The EIS is a two-year fellowship during which officials participate in field investigations as they receive epidemiological training. APIC sounded the alarm that the layoffs included “all 50 first-year EIS officers, and potentially some second-year officers.”

But it appears this decision was reversed, with the CDC confirming to National Journal Wednesday that all officers of the EIS remain in their positions.

Other teams do not appear to be so lucky.

Members of CDC’s Laboratory Leadership Service were affected by staffing reductions, and as of Thursday, only the fellows who are part of the Commissioned Corps of the U.S. Public Health Service remain in their positions. The fellowship program provides training on lab quality and safety, and the fellows can provide services to the CDC, state, or local health departments. They often collaborate with EIS on outbreak responses.

Public health experts told National Journal that the CDC’s Public Health Associate Program for Recent Graduates was also affected by the layoffs. Associates in the program are assigned to state, tribal, and local health agencies and focus on a variety of activities such as public health science and law, program management, and health equity. After graduating from the program, PHAP associates are qualified to move to full-time positions at CDC and HHS.

Adriane Casalotti, chief of public and government affairs at the National Association of County and City Health Officials, said she heard from departments who lost workers that were providing services under the PHAP program.

“Our understanding is that many, if not all of them, have lost their positions, and that is something that we’ve already heard directly from some health departments about losing that staff person,” she said.

Casalotti said the impacts of losing PHAP staff on local health departments will vary, but that for smaller agencies, “it’s a significant portion of their workforce power that was eliminated when the PHAP position was canceled.”

The impacts of laying off individuals at the CDC will undermine many efforts, said Joshua Barocas, an infectious-disease physician in Denver and a member of the Infectious Diseases Society of America. Even if HHS Secretary Robert F. Kennedy Jr.’s focus is on chronic diseases, those staff members will need to be reassigned during emergencies to respond to the unforeseen crises, said Barocas.

“Where are we going to pull people?” he said. “It’s going to be from the priority areas of this administration: chronic diseases, childhood birth defects, et cetera. We now can’t respond to the ongoing epidemics that are non-infectious—that already exist—adequately, and we can’t respond to emerging ones, either.”

Barocas additionally said the CDC serves as a hub for clinicians “who are trying to treat the patient in front of them.”

“CDC acts as an information hub and also a treatment hub if I need specific treatments,” he said. “Now, if they’re understaffed, how do I call for the rancher in Colorado that develops dengue, malaria, whatever it is. … How do I call? How do I get the treatment for them? I can’t because they’re understaffed and stretched thin.”

Kathy Ward, president-elect of the Association for Professionals in Infection Control and Epidemiology, said CDC can provide guidance in areas such as health care-associated infections. “I’ve relied on the CDC since I became an infection preventionist,” she said.

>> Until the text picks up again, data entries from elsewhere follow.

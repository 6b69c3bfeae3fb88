//! Category prefix definitions

use serde::Serialize;

/// Meaning of one category code
#[derive(Debug, Clone, Copy, PartialEq, Eq, Serialize)]
pub struct PrefixDescription {
    #[serde(skip)]
    pub code: char,
    pub short: &'static str,
    pub long: &'static str,
}

const DEFINITIONS: &[PrefixDescription] = &[
    PrefixDescription {
        code: 'A',
        short: "Artistic",
        long: "Has major artistic or aesthetic aspect - renders, artwork, graphic design, image editing, etc",
    },
    PrefixDescription {
        code: 'C',
        short: "Collaborative",
        long: "Was created in cooperation with 1 or more other outside parties - not all rights to project materials may belong to the project owner",
    },
    PrefixDescription {
        code: 'D',
        short: "Digital / Software",
        long: "Involved development of software or code",
    },
    PrefixDescription {
        code: 'F',
        short: "Additive Manufacturing",
        long: "Involved some form of additive manufacturing (FDM / SLA / SLS / etc)",
    },
    PrefixDescription {
        code: 'H',
        short: "Hardware",
        long: "Involved production / modification of physical item (beyond simple additive manufacturing)",
    },
    PrefixDescription {
        code: 'O',
        short: "Open Source",
        long: "Created as open source - projects that were initially closed source may lack this prefix",
    },
    PrefixDescription {
        code: 'P',
        short: "Prototype",
        long: "Created with the intention of not being production ready",
    },
    PrefixDescription {
        code: 'R',
        short: "Restricted",
        long: "Project metadata and contents are subject to tighter security and access restrictions",
    },
    PrefixDescription {
        code: 'S',
        short: "Special",
        long: "Special purpose - eg: gifts, metaprojects, milestone projects",
    },
];

/// All known prefixes, sorted by code
pub fn definitions() -> &'static [PrefixDescription] {
    DEFINITIONS
}

/// Description for a code, case-insensitive
pub fn lookup(code: char) -> Option<&'static PrefixDescription> {
    let code = code.to_ascii_uppercase();
    DEFINITIONS.iter().find(|d| d.code == code)
}
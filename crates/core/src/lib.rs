//! Project directory and active-project symlink management
//!
//! This crate provides:
//! - Slot naming policy (`current_project`, `project_<NAME>`)
//! - Path resolution against a configured project root and symlink root
//! - Read-only project and slot queries
//! - Slot mutations with conflict detection
//! - New project allocation

pub mod config;
pub mod create;
pub mod error;
pub mod index;
pub mod naming;
pub mod prefixes;
pub mod resolver;
pub mod slots;

// Re-exports
pub use config::Config;
pub use create::{create_project, NewProject};
pub use error::{DirmanError, ErrorKind, InvalidTargetReason, Result};
pub use index::{last_activity, ProjectIndex, SlotEntry};
pub use naming::{matches_slot_pattern, slot_name, slot_name_pattern, SlotPattern};
pub use prefixes::PrefixDescription;
pub use resolver::Layout;
pub use slots::{LinkOptions, SlotManager};
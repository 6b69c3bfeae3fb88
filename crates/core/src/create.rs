//! New project allocation

use crate::error::{DirmanError, Result};
use crate::index;
use crate::resolver::Layout;
use rand::Rng;
use std::collections::BTreeSet;
use std::fs;
use std::path::PathBuf;

/// Largest serial that fits in seven digits
pub const MAX_SERIAL: u32 = 9_999_999;

const README_FILE: &str = "README.md";

/// Parameters for [`create_project`]
#[derive(Debug, Clone, Default)]
pub struct NewProject {
    /// One-letter category codes, any case, any order, duplicates allowed
    pub prefixes: Vec<String>,
    pub title: String,
    pub description: String,
    /// Serial to use; a random one is drawn when `None`
    pub serial: Option<u32>,
}

/// Normalize category codes to sorted, deduplicated uppercase letters
pub fn normalize_prefixes<S: AsRef<str>>(codes: &[S]) -> Result<String> {
    let mut letters = BTreeSet::new();
    for code in codes {
        let code = code.as_ref().trim().to_ascii_uppercase();
        let mut chars = code.chars();
        match (chars.next(), chars.next()) {
            (Some(c), None) if c.is_ascii_uppercase() => {
                letters.insert(c);
            }
            _ => {
                return Err(DirmanError::invalid_argument(
                    code,
                    "prefix codes must be single letters",
                ))
            }
        }
    }
    if letters.is_empty() {
        return Err(DirmanError::invalid_argument(
            "",
            "at least one prefix code is required",
        ));
    }
    Ok(letters.into_iter().collect())
}

/// Directory name for a prefix string and serial, e.g. `AD-0001234`
pub fn project_name(prefixes: &str, serial: u32) -> String {
    format!("{prefixes}-{serial:07}")
}

/// Draw a fresh serial
pub fn random_serial() -> u32 {
    rand::thread_rng().gen_range(0..=MAX_SERIAL)
}

/// Create a project directory with a seeded `README.md`
///
/// Fails with `AlreadyExists` if the name is taken. A random serial is not
/// retried on collision.
pub fn create_project(layout: &Layout, request: &NewProject) -> Result<PathBuf> {
    let prefixes = normalize_prefixes(request.prefixes.as_slice())?;
    let serial = match request.serial {
        Some(serial) if serial > MAX_SERIAL => {
            return Err(DirmanError::invalid_argument(
                serial.to_string(),
                "serial must fit in seven digits",
            ))
        }
        Some(serial) => serial,
        None => random_serial(),
    };

    let name = project_name(&prefixes, serial);
    let path = layout.project_path(&name);
    if index::entry_exists(&path)? {
        return Err(DirmanError::AlreadyExists { path });
    }

    fs::create_dir(&path).map_err(|e| DirmanError::io("create directory", &path, e))?;

    let readme = path.join(README_FILE);
    fs::write(&readme, readme_contents(&request.title, &name, &request.description))
        .map_err(|e| DirmanError::io("write", &readme, e))?;

    tracing::info!(project = %name, path = %path.display(), "created project");
    Ok(path)
}

fn readme_contents(title: &str, name: &str, description: &str) -> String {
    let mut contents = format!("# {}\n## {name}\n\n", title.trim());
    let description = description.trim();
    if !description.is_empty() {
        contents.push_str(description);
        contents.push('\n');
    }
    contents
}
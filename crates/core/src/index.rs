//! Read-only queries over the project root and symlink root
//!
//! Listings come back in directory iteration order. Callers that display
//! them sort first.

use crate::error::{DirmanError, Result};
use crate::naming;
use crate::resolver::Layout;
use chrono::{DateTime, Local};
use std::fs::{self, Metadata};
use std::io;
use std::path::{Path, PathBuf};
use std::time::SystemTime;
use walkdir::WalkDir;

/// A symlink in the symlink root and the target it stores
#[derive(Debug, Clone, PartialEq, Eq)]
pub struct SlotEntry {
    pub slot: PathBuf,
    pub target: PathBuf,
}

impl SlotEntry {
    /// Final segment of the slot path
    pub fn slot_name(&self) -> String {
        final_segment(&self.slot)
    }

    /// Final segment of the target, i.e. the project name
    pub fn project_name(&self) -> String {
        final_segment(&self.target)
    }
}

/// Queries over one layout
pub struct ProjectIndex<'a> {
    layout: &'a Layout,
}

impl<'a> ProjectIndex<'a> {
    pub fn new(layout: &'a Layout) -> Self {
        Self { layout }
    }

    /// Every direct subdirectory of the project root
    pub fn list_project_paths(&self) -> Result<Vec<PathBuf>> {
        let root = self.layout.project_root();
        let mut paths = Vec::new();

        for entry in fs::read_dir(root).map_err(|e| DirmanError::io("list", root, e))? {
            let entry = entry.map_err(|e| DirmanError::io("list", root, e))?;
            let path = entry.path();
            if path.is_dir() {
                paths.push(path);
            }
        }

        Ok(paths)
    }

    /// Names of every project directory
    pub fn list_project_names(&self) -> Result<Vec<String>> {
        Ok(self
            .list_project_paths()?
            .iter()
            .map(|p| final_segment(p))
            .collect())
    }

    /// Name of the project the main slot points at
    ///
    /// When there is no main slot this is `Ok(None)` if `suppress_errors`,
    /// otherwise `NotFound`.
    pub fn active_project(&self, suppress_errors: bool) -> Result<Option<String>> {
        let main_slot = self.layout.main_slot_path();
        match fs::read_link(&main_slot) {
            Ok(target) => Ok(Some(final_segment(&target))),
            Err(e) if e.kind() == io::ErrorKind::NotFound => {
                if suppress_errors {
                    Ok(None)
                } else {
                    Err(DirmanError::NotFound {
                        what: "main slot",
                        path: main_slot,
                    })
                }
            }
            Err(e) => Err(DirmanError::io("read link", main_slot, e)),
        }
    }

    /// Every symlink directly inside the symlink root
    ///
    /// With `managed_only`, only names matching the slot naming policy.
    pub fn all_managed_symlinks(&self, managed_only: bool) -> Result<Vec<PathBuf>> {
        let root = self.layout.symlink_root();
        let mut links = Vec::new();

        for entry in fs::read_dir(root).map_err(|e| DirmanError::io("list", root, e))? {
            let entry = entry.map_err(|e| DirmanError::io("list", root, e))?;
            let file_type = entry
                .file_type()
                .map_err(|e| DirmanError::io("stat", entry.path(), e))?;
            if !file_type.is_symlink() {
                continue;
            }

            let path = entry.path();
            if managed_only && !naming::matches_slot_pattern(&path) {
                continue;
            }
            links.push(path);
        }

        Ok(links)
    }

    /// Symlinks whose stored target is exactly `project_path`
    ///
    /// Targets are compared as stored in the link, without normalization.
    pub fn symlinks_pointing_to(
        &self,
        project_path: &Path,
        managed_only: bool,
    ) -> Result<Vec<PathBuf>> {
        if !self.layout.is_valid_project_path(project_path, true) {
            return Err(DirmanError::invalid_argument(
                project_path,
                "path did not point to a valid project directory",
            ));
        }

        let mut matching = Vec::new();
        for link in self.all_managed_symlinks(managed_only)? {
            if read_slot(&link)? == project_path {
                matching.push(link);
            }
        }

        tracing::debug!(
            project = %project_path.display(),
            count = matching.len(),
            "resolved symlinks pointing to project"
        );
        Ok(matching)
    }

    /// Every managed slot with its target
    pub fn slot_entries(&self) -> Result<Vec<SlotEntry>> {
        self.all_managed_symlinks(true)?
            .into_iter()
            .map(|slot| {
                let target = read_slot(&slot)?;
                Ok(SlotEntry { slot, target })
            })
            .collect()
    }
}

/// Most recent access or modification time of `path`
///
/// With `recursive`, the latest over `path` and everything below it.
/// Symlinks inside the tree are not followed.
pub fn last_activity(path: &Path, recursive: bool) -> Result<DateTime<Local>> {
    if !recursive {
        let meta = fs::metadata(path).map_err(|e| DirmanError::io("stat", path, e))?;
        let latest = metadata_activity(&meta).map_err(|e| DirmanError::io("stat", path, e))?;
        return Ok(latest.into());
    }

    let mut latest = SystemTime::UNIX_EPOCH;
    for entry in WalkDir::new(path) {
        let entry = entry.map_err(|err| {
            let at = err
                .path()
                .map(Path::to_path_buf)
                .unwrap_or_else(|| path.to_path_buf());
            DirmanError::io("walk", at, err.into())
        })?;
        let meta = entry
            .metadata()
            .map_err(|err| DirmanError::io("stat", entry.path(), err.into()))?;
        let activity =
            metadata_activity(&meta).map_err(|e| DirmanError::io("stat", entry.path(), e))?;
        latest = latest.max(activity);
    }

    Ok(latest.into())
}

/// Read the stored target of a slot
pub(crate) fn read_slot(path: &Path) -> Result<PathBuf> {
    fs::read_link(path).map_err(|e| DirmanError::io("read link", path, e))
}

/// Whether anything, including a dangling symlink, exists at `path`
pub(crate) fn entry_exists(path: &Path) -> Result<bool> {
    match fs::symlink_metadata(path) {
        Ok(_) => Ok(true),
        Err(e) if e.kind() == io::ErrorKind::NotFound => Ok(false),
        Err(e) => Err(DirmanError::io("stat", path, e)),
    }
}

fn metadata_activity(meta: &Metadata) -> io::Result<SystemTime> {
    let modified = meta.modified()?;
    Ok(match meta.accessed() {
        Ok(accessed) => accessed.max(modified),
        Err(_) => modified,
    })
}

fn final_segment(path: &Path) -> String {
    path.file_name()
        .map(|n| n.to_string_lossy().into_owned())
        .unwrap_or_else(|| path.to_string_lossy().into_owned())
}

CDC keeps “the pulse of the nation on what’s going on for emerging threats,” Ward said. APIC had called for members of EIS to be reinstated when it appeared they were laid off earlier this week. Ward still worries about whether new EIS fellows will be brought in.

“If there are no new EIS officers coming in, what happens when there’s no more in the pipeline?” she said.

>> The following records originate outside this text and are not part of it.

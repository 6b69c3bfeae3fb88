//! Error taxonomy for project and slot operations
//!
//! Every failure names the invariant that was violated and the path or name
//! that violated it. Raw I/O errors are always wrapped with the operation
//! and path they came from.

use std::fmt;
use std::io;
use std::path::PathBuf;
use thiserror::Error;

/// Result type for core operations
pub type Result<T> = std::result::Result<T, DirmanError>;

/// Why a path was rejected as a link target
#[derive(Debug, Clone, Copy, PartialEq, Eq)]
pub enum InvalidTargetReason {
    /// Nothing exists at the path
    Missing,
    /// The path exists but is not inside the project root
    OutsideRoot,
    /// The path is inside the project root but is not a direct child
    NotTopLevel,
}

impl fmt::Display for InvalidTargetReason {
    fn fmt(&self, f: &mut fmt::Formatter<'_>) -> fmt::Result {
        let text = match self {
            Self::Missing => "does it exist?",
            Self::OutsideRoot => "path is not inside the project directory",
            Self::NotTopLevel => "path must be at the root of a project directory",
        };
        f.write_str(text)
    }
}

/// Plain error classification, for callers that only need to branch
#[derive(Debug, Clone, Copy, PartialEq, Eq)]
pub enum ErrorKind {
    InvalidTarget,
    SlotOccupied,
    AlreadyLinked,
    LinkedElsewhere,
    AlreadyExists,
    NotFound,
    InvalidArgument,
    Io,
    Config,
}

#[derive(Debug, Error)]
pub enum DirmanError {
    #[error("invalid target project {path:?}: {reason}")]
    InvalidTarget {
        path: PathBuf,
        reason: InvalidTargetReason,
    },

    #[error("slot {slot:?} already exists and points elsewhere")]
    SlotOccupied { slot: PathBuf },

    #[error("project {project} already linked at {slot:?}")]
    AlreadyLinked { project: String, slot: PathBuf },

    #[error("project {project} is already linked elsewhere: {links:?}")]
    LinkedElsewhere {
        project: String,
        links: Vec<PathBuf>,
    },

    #[error("{path:?} already exists")]
    AlreadyExists { path: PathBuf },

    #[error("{what} not found at {path:?}")]
    NotFound { what: &'static str, path: PathBuf },

    #[error("invalid argument {path:?}: {reason}")]
    InvalidArgument { path: PathBuf, reason: String },

    #[error("failed to {op} {path:?}: {source}")]
    Io {
        op: &'static str,
        path: PathBuf,
        #[source]
        source: io::Error,
    },

    #[error("failed to read config file {path:?}: {source}")]
    ConfigRead {
        path: PathBuf,
        #[source]
        source: io::Error,
    },

    #[error("failed to parse config file {path:?}: {source}")]
    ConfigParse {
        path: PathBuf,
        #[source]
        source: toml::de::Error,
    },

    #[error("invalid configuration: {0}")]
    ConfigInvalid(String),

    #[error("could not determine the home directory")]
    NoHomeDirectory,
}

impl DirmanError {
    /// Classify this error
    pub fn kind(&self) -> ErrorKind {
        match self {
            Self::InvalidTarget { .. } => ErrorKind::InvalidTarget,
            Self::SlotOccupied { .. } => ErrorKind::SlotOccupied,
            Self::AlreadyLinked { .. } => ErrorKind::AlreadyLinked,
            Self::LinkedElsewhere { .. } => ErrorKind::LinkedElsewhere,
            Self::AlreadyExists { .. } => ErrorKind::AlreadyExists,
            Self::NotFound { .. } => ErrorKind::NotFound,
            Self::InvalidArgument { .. } => ErrorKind::InvalidArgument,
            Self::Io { .. } => ErrorKind::Io,
            Self::ConfigRead { .. }
            | Self::ConfigParse { .. }
            | Self::ConfigInvalid(_)
            | Self::NoHomeDirectory => ErrorKind::Config,
        }
    }

    pub(crate) fn io(op: &'static str, path: impl Into<PathBuf>, source: io::Error) -> Self {
        Self::Io {
            op,
            path: path.into(),
            source,
        }
    }

    pub(crate) fn invalid_argument(path: impl Into<PathBuf>, reason: impl Into<String>) -> Self {
        Self::InvalidArgument {
            path: path.into(),
            reason: reason.into(),
        }
    }
}
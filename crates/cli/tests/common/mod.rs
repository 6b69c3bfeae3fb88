//! Common utilities for integration tests

#![allow(dead_code)]

pub mod fixtures;

// Re-export commonly used items
pub use fixtures::TestRoots;
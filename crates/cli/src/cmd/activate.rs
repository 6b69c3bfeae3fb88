//! Link a project into a slot

use anyhow::{Context, Result};
use dirman_core::{Layout, LinkOptions, SlotManager};
use owo_colors::OwoColorize;

/// Flags controlling how an occupied slot is handled
#[derive(Debug, Clone, Copy, Default)]
pub struct ActivateArgs {
    pub aux: bool,
    pub force: bool,
    pub keep_old_main: bool,
    pub allow_elsewhere: bool,
}

impl From<ActivateArgs> for LinkOptions {
    fn from(args: ActivateArgs) -> Self {
        LinkOptions {
            overwrite: args.force,
            keep_old_main: args.keep_old_main,
            ignore_existing_elsewhere: args.allow_elsewhere,
        }
    }
}

pub fn run(layout: &Layout, name: &str, args: ActivateArgs) -> Result<()> {
    // 1. Resolve the project directory
    let project = layout.project_path(name);
    let slots = SlotManager::new(layout);

    // 2. Remember what the main slot held, for reporting a promotion
    let previous_main = if args.aux {
        None
    } else {
        slots.index().active_project(true)?
    };

    // 3. Link
    let slot = slots
        .link_project(&project, !args.aux, args.into())
        .with_context(|| format!("Failed to activate '{}'", name))?;

    println!(
        "{} Linked '{}' → {}",
        "✓".green(),
        name.magenta(),
        slot.display().to_string().cyan()
    );

    if let Some(old) = previous_main.filter(|old| old != name) {
        if args.keep_old_main {
            let aux = layout.slot_path(&old, false);
            println!(
                "  Previous main '{}' kept at {}",
                old.magenta(),
                aux.display().to_string().cyan()
            );
        } else {
            println!("  Previous main '{}' unlinked", old.magenta());
        }
    }

    Ok(())
}
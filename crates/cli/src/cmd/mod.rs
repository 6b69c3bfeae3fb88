//! CLI command implementations

pub mod about;
pub mod activate;
pub mod active;
pub mod config;
pub mod create;
pub mod deactivate;
pub mod ls;
pub mod prefixes;
pub mod status;
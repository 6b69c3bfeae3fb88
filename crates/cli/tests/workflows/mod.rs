//! Workflow integration tests
//!
//! Tests for complete workflows that exercise multiple commands
//! and validate end-to-end behavior.

pub mod create_project;
pub mod listing;
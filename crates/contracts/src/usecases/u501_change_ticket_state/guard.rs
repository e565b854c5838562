use thiserror::Error;

use crate::domain::a001_ticket::{TicketId, TicketState};

pub const REJECT_TITLE: &str = "Operación no permitida";
pub const CONFIRM_TITLE: &str = "¿Cambiar estado?";

/// Разрешённый переход (вперёд или на ту же стадию)
#[derive(Debug, Clone, Copy, PartialEq, Eq)]
pub struct Transition {
    pub from: TicketState,
    pub to: TicketState,
}

#[derive(Debug, Clone, Copy, PartialEq, Eq, Error)]
pub enum TransitionError {
    #[error("No se puede cambiar el estado de \"{from}\" a \"{to}\". No se permite retroceder en el flujo de estados.")]
    Backward { from: TicketState, to: TicketState },
}

/// Отклоняет переход тогда и только тогда, когда он ведёт назад
pub fn check_transition(from: TicketState, to: TicketState) -> Result<Transition, TransitionError> {
    if to.order() < from.order() {
        Err(TransitionError::Backward { from, to })
    } else {
        Ok(Transition { from, to })
    }
}

/// Текст диалога подтверждения
pub fn confirmation_prompt(ticket_id: TicketId, to: TicketState) -> String {
    let mut prompt = format!(
        "¿Estás seguro de cambiar el estado del ticket #{} a \"{}\"?",
        ticket_id, to
    );
    if to == TicketState::Terminado {
        prompt.push_str(
            "\n\nIMPORTANTE: Una vez que el ticket esté en estado \"Terminado\", ya no podrá ser editado.",
        );
    }
    prompt
}

#[cfg(test)]
mod tests {
    use super::*;

    #[test]
    fn test_accepted_iff_not_backward() {
        for a in TicketState::ALL {
            for b in TicketState::ALL {
                assert_eq!(
                    check_transition(a, b).is_ok(),
                    b.order() >= a.order(),
                    "{} -> {}",
                    a,
                    b
                );
            }
        }
    }

    #[test]
    fn test_backward_message() {
        let err = check_transition(TicketState::Asignado, TicketState::SinAsignar).unwrap_err();
        assert_eq!(
            err.to_string(),
            "No se puede cambiar el estado de \"Asignado\" a \"Sin asignar\". No se permite retroceder en el flujo de estados."
        );
    }

    #[test]
    fn test_forward_and_equal() {
        assert_eq!(
            check_transition(TicketState::Asignado, TicketState::EnProceso),
            Ok(Transition {
                from: TicketState::Asignado,
                to: TicketState::EnProceso
            })
        );
        let same = check_transition(TicketState::EnProceso, TicketState::EnProceso).unwrap();
        assert_eq!(same.from, same.to);
    }

    #[test]
    fn test_confirmation_prompt() {
        let p = confirmation_prompt(TicketId(42), TicketState::EnProceso);
        assert_eq!(p, "¿Estás seguro de cambiar el estado del ticket #42 a \"En proceso\"?");

        let p = confirmation_prompt(TicketId(42), TicketState::Terminado);
        assert!(p.ends_with("ya no podrá ser editado."));
        assert!(p.contains("\n\nIMPORTANTE"));
    }
}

HHS is not the only department facing job cuts that could have public health impacts. Employees helping with the response to avian influenza at the Agriculture Department were given termination notices, which the department said Wednesday it was working to reverse.

The USDA is “working to swiftly rectify the situation and rescind those letters,” a spokesperson said in an emailed statement. “USDA’s Food Safety and Inspection Service frontline positions are considered public safety positions, and we are continuing to hire the workforce necessary to ensure the safety and adequate supply of food to fulfill our statutory mission.”